* _Problem details_
Below are records; please set down exactly the lines from the first through the one containing "grab/drag/throw state machine.".

(Stored records)
-------------------------

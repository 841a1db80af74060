//! Core 2-D letter physics: falling, stacking and draggable boxes.
//!
//! Main components:
//! - [`body`] — rigid rectangles and the letters they display.
//! - [`config`] — tunable constants and their TOML loader.
//! - [`layout`] — initial placement from measured letter sizes.
//! - [`phases`] — integration, boundary and pairwise collision phases.
//! - [`drag`] — single-pointer grab/drag/throw state machine.
//! - [`session`] — one-way placed/released lifecycle flags.
//! - [`world`] — the body store tying the above together.
//! - [`driver`] — per-refresh step scheduler with cancellation.
//! - [`types`] — shared ids and container bounds.

pub mod body;
pub mod config;
pub mod drag;
pub mod driver;
pub mod layout;
pub mod phases;
pub mod session;
pub mod types;
pub mod world;
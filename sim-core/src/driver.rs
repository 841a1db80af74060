//! Real-time step scheduler.
//!
//! The driver does not own a clock or a timer. The host calls
//! [`Driver::fire`] once per display refresh with the current time and the
//! [`Tick`] it got from the previous call; the driver measures the elapsed
//! time, steps the world and hands back the next tick.
//!
//! Cancellation works by generation: [`Driver::stop`] bumps the generation,
//! and any tick issued before that is ignored when fired.

use crate::{
    types::Bounds,
    world::{Frame, World},
};
use tracing::{debug, trace};

#[derive(Clone, Copy, Debug, Default, PartialEq)]
pub enum DriverState {
    #[default]
    Idle,
    Running {
        /// Host time in seconds of the previous tick.
        last_tick: f64,
    },
}

/// Permission to run one scheduled step.
///
/// Deliberately not `Clone`: each tick can be fired at most once.
#[derive(Debug, PartialEq, Eq)]
#[must_use = "a dropped tick ends the step loop"]
pub struct Tick {
    generation: u64,
}

#[derive(Debug, Default)]
pub struct Driver {
    state: DriverState,
    generation: u64,
    steps: u64,
    /// Set once [`Driver::sync`] has started the driver.
    synced: bool,
}

impl Driver {
    pub fn new() -> Self {
        Self::default()
    }

    pub fn state(&self) -> DriverState {
        self.state
    }

    pub fn is_running(&self) -> bool {
        matches!(self.state, DriverState::Running { .. })
    }

    /// Number of steps run since creation.
    pub fn steps(&self) -> u64 {
        self.steps
    }

    /// Enters `Running` and schedules the first tick.
    ///
    /// Returns `None` if already running, so calling it again is harmless.
    pub fn start(&mut self, now: f64) -> Option<Tick> {
        if self.is_running() {
            return None;
        }
        self.state = DriverState::Running { last_tick: now };
        debug!(generation = self.generation, "driver started");
        Some(Tick {
            generation: self.generation,
        })
    }

    /// Starts the driver the first time the session is released.
    ///
    /// Does nothing while `released` is false and on every call after the
    /// first start, so a later [`Driver::stop`] is not undone. Only an
    /// explicit [`Driver::start`] resumes a stopped driver.
    pub fn sync(&mut self, released: bool, now: f64) -> Option<Tick> {
        if !released || self.synced {
            return None;
        }
        self.synced = true;
        self.start(now)
    }

    /// Returns to `Idle` and invalidates every outstanding tick.
    ///
    /// Calling it while already idle has no further effect.
    pub fn stop(&mut self) {
        if !self.is_running() {
            return;
        }
        self.state = DriverState::Idle;
        self.generation += 1;
        debug!(generation = self.generation, "driver stopped");
    }

    /// Runs one scheduled step.
    ///
    /// ### Parameters
    /// - `tick` - The token from [`Driver::start`] or the previous `fire`.
    /// - `now` - Current host time in seconds.
    /// - `world` - The world to step.
    /// - `bounds` - Container size at this instant.
    ///
    /// ### Returns
    /// The frame produced by the step and the next tick, or `None` if the
    /// tick is stale (the driver was stopped after it was issued).
    pub fn fire(
        &mut self,
        tick: Tick,
        now: f64,
        world: &mut World,
        bounds: Bounds,
    ) -> Option<(Frame, Tick)> {
        let DriverState::Running { last_tick } = self.state else {
            trace!("tick fired while idle");
            return None;
        };
        if tick.generation != self.generation {
            trace!(
                stale = tick.generation,
                current = self.generation,
                "dropping stale tick"
            );
            return None;
        }

        // The world clamps this; a backwards clock just yields the minimum step.
        let dt = (now - last_tick) as f32;
        self.state = DriverState::Running { last_tick: now };
        self.steps += 1;

        let frame = world.step(dt, bounds);
        Some((frame, tick))
    }
}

-------------------------

* _Finished task_
repository 841a1db80af74060
//! Core 2-D letter physics: falling, stacking and draggable boxes.
//!
//! Main components:
//! - [`body`] — rigid rectangles and the letters they display.
//! - [`config`] — tunable constants and their TOML loader.
//! - [`layout`] — initial placement from measured letter sizes.
//! - [`phases`] — integration, boundary and pairwise collision phases.
//! - [`drag`] — single-pointer grab/drag/throw state machine.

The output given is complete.